### EXERCISE:
In the entries below, count the lines that contain the word "InvalidTariffCode" and give only that number.

Records from a data source:

//! Broker-level error types shared across the cascade, the resolver, and the stores.

// crates.io
use tokio::task::JoinError;
// self
use crate::_prelude::*;

/// Broker-wide result type alias returning [`Error`] by default.
pub type Result<T, E = Error> = std::result::Result<T, E>;

type SharedError = Arc<dyn std::error::Error + Send + Sync>;

/// Canonical broker error exposed by public APIs.
///
/// Every variant is cheap to clone so a single failed fetch can be handed to all callers that
/// joined it.
#[derive(Clone, Debug, ThisError)]
pub enum Error {
	/// Storage-layer failure.
	#[error("{0}")]
	Storage(
		#[from]
		#[source]
		crate::store::StoreError,
	),
	/// Local configuration problem.
	#[error(transparent)]
	Config(#[from] ConfigError),
	/// Transport or decoding failure from the remote rates API.
	#[error("Remote fetch failed: {0}")]
	FetchFailed(
		#[from]
		#[source]
		RemoteError,
	),

	/// Caller supplied an empty or malformed tariff code.
	#[error("Tariff code is invalid: {reason}")]
	InvalidTariffCode {
		/// Validation failure summary.
		reason: String,
	},
	/// Cache, store, and remote were all consulted without reaching sufficiency.
	#[error("No sufficient price data is available for tariff {tariff}.")]
	NoDataAvailable {
		/// Tariff code the request was made for.
		tariff: String,
	},
	/// The local store held records for the tariff but they do not cover the expected window.
	#[error("Locally stored price data for tariff {tariff} is incomplete.")]
	LocalDataIncomplete {
		/// Tariff code the request was made for.
		tariff: String,
	},
	/// The postcode has no matching grid supply point.
	#[error("Postcode `{postcode}` has no matching grid supply point.")]
	InvalidPostcode {
		/// Normalized postcode text.
		postcode: String,
	},
}
impl Error {
	/// Converts a tariff identifier validation failure into [`Error::InvalidTariffCode`].
	pub fn invalid_tariff(e: crate::rate::IdentifierError) -> Self {
		Self::InvalidTariffCode { reason: e.to_string() }
	}
}

/// Configuration and validation failures raised by the broker.
#[derive(Clone, Debug, ThisError)]
pub enum ConfigError {
	/// HTTP client could not be constructed.
	#[error("HTTP client could not be constructed.")]
	HttpClientBuild {
		/// Underlying transport builder failure.
		#[source]
		source: SharedError,
	},
	/// Base URL uses a scheme other than `http`/`https`.
	#[error("The rates API base URL must use http or https: {url}.")]
	UnsupportedScheme {
		/// URL that failed validation.
		url: String,
	},
	/// Base URL cannot carry a path (e.g. `mailto:`).
	#[error("The rates API base URL cannot be used as a base: {url}.")]
	CannotBeABase {
		/// URL that failed validation.
		url: String,
	},
	/// An endpoint path could not be joined onto the base URL.
	#[error("Endpoint `{endpoint}` could not be joined onto the base URL.")]
	InvalidEndpoint {
		/// Relative endpoint path.
		endpoint: &'static str,
		/// Underlying parsing failure.
		#[source]
		source: url::ParseError,
	},
	/// Hour values must fall within a single day.
	#[error("The {field} must be between 0 and 23, got {hour}.")]
	HourOutOfRange {
		/// Which setting failed validation.
		field: &'static str,
		/// Rejected hour.
		hour: u32,
	},
	/// Durations that must be positive were zero or negative.
	#[error("The {field} must be positive.")]
	NonPositiveDuration {
		/// Which setting failed validation.
		field: &'static str,
	},
	/// Retry policies need at least one attempt.
	#[error("Retry policy must allow at least one attempt.")]
	ZeroRetryAttempts,
}
impl ConfigError {
	/// Wraps a transport's builder failure inside [`ConfigError`].
	pub fn http_client_build(src: impl 'static + Send + Sync + std::error::Error) -> Self {
		Self::HttpClientBuild { source: Arc::new(src) }
	}
}
#[cfg(feature = "reqwest")]
impl From<ReqwestError> for ConfigError {
	fn from(e: ReqwestError) -> Self {
		Self::http_client_build(e)
	}
}

/// Failures surfaced by [`RatesApi`](crate::remote::RatesApi) implementations.
#[derive(Clone, Debug, PartialEq, Eq, ThisError)]
pub enum RemoteError {
	/// The request was cancelled before a response arrived.
	#[error("Request to the rates API was cancelled.")]
	Cancelled,
	/// The request exceeded its per-request timeout.
	#[error("Request to the rates API timed out.")]
	Timeout,
	/// Connection-level failure (DNS, TCP, TLS).
	#[error("Network error while calling the rates API: {message}.")]
	Network {
		/// Transport-specific failure summary.
		message: String,
	},
	/// Request could not be built or sent for a non-network reason.
	#[error("Request to the rates API could not be sent: {message}.")]
	Request {
		/// Failure summary.
		message: String,
	},
	/// The API answered with a non-success status.
	#[error("Rates API returned HTTP {status}: {body}")]
	Status {
		/// HTTP status code.
		status: u16,
		/// Truncated response body preview.
		body: String,
	},
	/// The response body could not be decoded into the expected shape.
	#[error("Rates API response could not be decoded at `{path}`: {message}.")]
	Decode {
		/// JSON path at which decoding failed.
		path: String,
		/// Decoder message.
		message: String,
	},
}
impl RemoteError {
	/// Whether the failure belongs to the cancellation class that region lookups retry.
	pub fn is_retryable(&self) -> bool {
		matches!(self, Self::Cancelled | Self::Timeout)
	}

	/// Builds a [`RemoteError::Decode`] from a path-aware serde failure.
	pub fn decode(e: serde_path_to_error::Error<serde_json::Error>) -> Self {
		Self::Decode { path: e.path().to_string(), message: e.inner().to_string() }
	}
}
#[cfg(feature = "reqwest")]
impl From<ReqwestError> for RemoteError {
	fn from(e: ReqwestError) -> Self {
		if e.is_timeout() {
			Self::Timeout
		} else if e.is_builder() || e.is_redirect() {
			Self::Request { message: e.to_string() }
		} else if e.is_decode() || e.is_body() {
			Self::Decode { path: ".".into(), message: e.to_string() }
		} else {
			Self::Network { message: e.to_string() }
		}
	}
}
impl From<JoinError> for Error {
	fn from(_: JoinError) -> Self {
		Self::FetchFailed(RemoteError::Cancelled)
	}
}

### ANSWER:
3